PROBLEM TO SOLVE: Copy each line from the data that has the word "node" in it.
(DATASET EXCERPTS begins)
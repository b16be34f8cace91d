//! The validated shape of a Unity `.anim` document.
//!
//! Text parsing is not this crate's job. The host hands us a generic node
//! tree (a [`serde_json::Value`]) and we check it against the field layout
//! Unity writes: an `AnimationClip` object holding `m_RotationCurves`,
//! `m_PositionCurves` and `m_ScaleCurves`.
//!
//! The distinction that matters here: a family Unity left out entirely
//! deserializes to an empty list and contributes nothing, while a family of
//! the wrong shape is a [`MalformedDocument`](crate::ImportError) error.

use serde::Deserialize;

use crate::error::ImportError;

/// Root of a `.anim` document.
#[derive(Debug, Clone, Deserialize)]
pub struct AnimDocument {
  /// The one clip a `.anim` file carries.
  #[serde(rename = "AnimationClip")]
  pub animation_clip: ClipDocument,
}

/// The three curve families of a clip.
#[derive(Debug, Clone, Default, Deserialize)]
pub struct ClipDocument {
  /// Per-bone rotation curves, 4-component values.
  #[serde(rename = "m_RotationCurves", default)]
  pub rotation_curves: Vec<CurveEntry>,

  /// Per-bone position curves, 3-component values.
  #[serde(rename = "m_PositionCurves", default)]
  pub position_curves: Vec<CurveEntry>,

  /// Per-bone scale curves, 3-component values.
  #[serde(rename = "m_ScaleCurves", default)]
  pub scale_curves: Vec<CurveEntry>,
}

/// One bone's curve within a family.
#[derive(Debug, Clone, Deserialize)]
pub struct CurveEntry {
  /// Hierarchical actor path, e.g. `"Root/Spine/actor:Hand_L"`.
  pub path: String,

  /// The authored keyframes.
  #[serde(default)]
  pub curve: CurveData,
}

/// The key list wrapper Unity nests below each entry.
#[derive(Debug, Clone, Default, Deserialize)]
pub struct CurveData {
  #[serde(rename = "m_Curve", default)]
  pub keys: Vec<CurvePoint>,
}

/// An authored keyframe.
#[derive(Debug, Clone, Copy, Deserialize)]
pub struct CurvePoint {
  pub time: f32,
  pub value: Components,
}

/// Raw sample components. Rotations carry `w`; vectors leave it defaulted.
#[derive(Debug, Clone, Copy, Default, Deserialize)]
pub struct Components {
  #[serde(default)]
  pub x: f32,
  #[serde(default)]
  pub y: f32,
  #[serde(default)]
  pub z: f32,
  #[serde(default)]
  pub w: f32,
}

impl AnimDocument {
  /// Validate a generic node tree against the `.anim` schema.
  pub fn from_value(value: serde_json::Value) -> Result<Self, ImportError> {
    Ok(serde_json::from_value(value)?)
  }
}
(DATASET EXCERPTS ends)
EXPECTED ANSWER:
//! Text parsing is not this crate's job. The host hands us a generic node
  /// Validate a generic node tree against the `.anim` schema.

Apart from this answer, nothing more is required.